**Task requirements**
Set down exactly the lines of the listing below that begin at the one containing "fn lock_std<T>(mutex: &StdMutex<T>)" and end at the last line, both included.

-- Provided records follows --

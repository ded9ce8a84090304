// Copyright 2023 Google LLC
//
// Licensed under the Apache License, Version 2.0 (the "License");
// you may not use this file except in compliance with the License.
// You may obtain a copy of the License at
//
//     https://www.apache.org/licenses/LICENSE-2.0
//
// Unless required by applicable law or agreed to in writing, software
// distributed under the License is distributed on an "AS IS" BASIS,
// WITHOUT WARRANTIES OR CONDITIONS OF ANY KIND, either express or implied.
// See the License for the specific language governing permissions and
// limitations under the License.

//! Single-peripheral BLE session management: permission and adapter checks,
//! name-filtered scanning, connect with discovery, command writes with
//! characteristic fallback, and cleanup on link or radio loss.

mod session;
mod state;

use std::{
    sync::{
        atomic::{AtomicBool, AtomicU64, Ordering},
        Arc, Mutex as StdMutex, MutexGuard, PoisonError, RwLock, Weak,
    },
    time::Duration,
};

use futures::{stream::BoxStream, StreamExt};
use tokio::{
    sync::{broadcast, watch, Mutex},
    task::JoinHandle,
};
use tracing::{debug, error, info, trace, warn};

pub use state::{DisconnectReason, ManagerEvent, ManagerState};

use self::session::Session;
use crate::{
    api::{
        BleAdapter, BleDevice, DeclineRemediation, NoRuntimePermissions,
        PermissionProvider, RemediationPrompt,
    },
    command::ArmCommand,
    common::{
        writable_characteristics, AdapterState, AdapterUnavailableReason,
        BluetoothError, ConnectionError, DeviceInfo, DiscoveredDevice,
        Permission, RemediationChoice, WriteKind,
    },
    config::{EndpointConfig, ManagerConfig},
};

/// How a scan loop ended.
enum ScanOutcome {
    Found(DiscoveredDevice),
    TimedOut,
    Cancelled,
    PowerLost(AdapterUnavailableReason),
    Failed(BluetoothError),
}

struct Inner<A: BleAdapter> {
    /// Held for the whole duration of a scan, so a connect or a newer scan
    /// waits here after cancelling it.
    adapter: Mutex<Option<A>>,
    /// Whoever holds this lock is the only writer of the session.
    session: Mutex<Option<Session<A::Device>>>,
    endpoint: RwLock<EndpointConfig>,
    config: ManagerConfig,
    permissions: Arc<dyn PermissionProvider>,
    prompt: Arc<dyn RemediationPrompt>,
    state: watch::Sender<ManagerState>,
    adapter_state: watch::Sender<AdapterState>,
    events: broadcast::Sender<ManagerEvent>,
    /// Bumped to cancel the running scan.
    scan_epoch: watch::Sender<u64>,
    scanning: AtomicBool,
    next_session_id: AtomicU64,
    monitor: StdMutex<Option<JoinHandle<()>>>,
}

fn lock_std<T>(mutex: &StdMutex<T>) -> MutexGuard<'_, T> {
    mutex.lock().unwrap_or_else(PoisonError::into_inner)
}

-- Provided records concluded --

**The completed task**
fn lock_std<T>(mutex: &StdMutex<T>) -> MutexGuard<'_, T> {
    mutex.lock().unwrap_or_else(PoisonError::into_inner)
}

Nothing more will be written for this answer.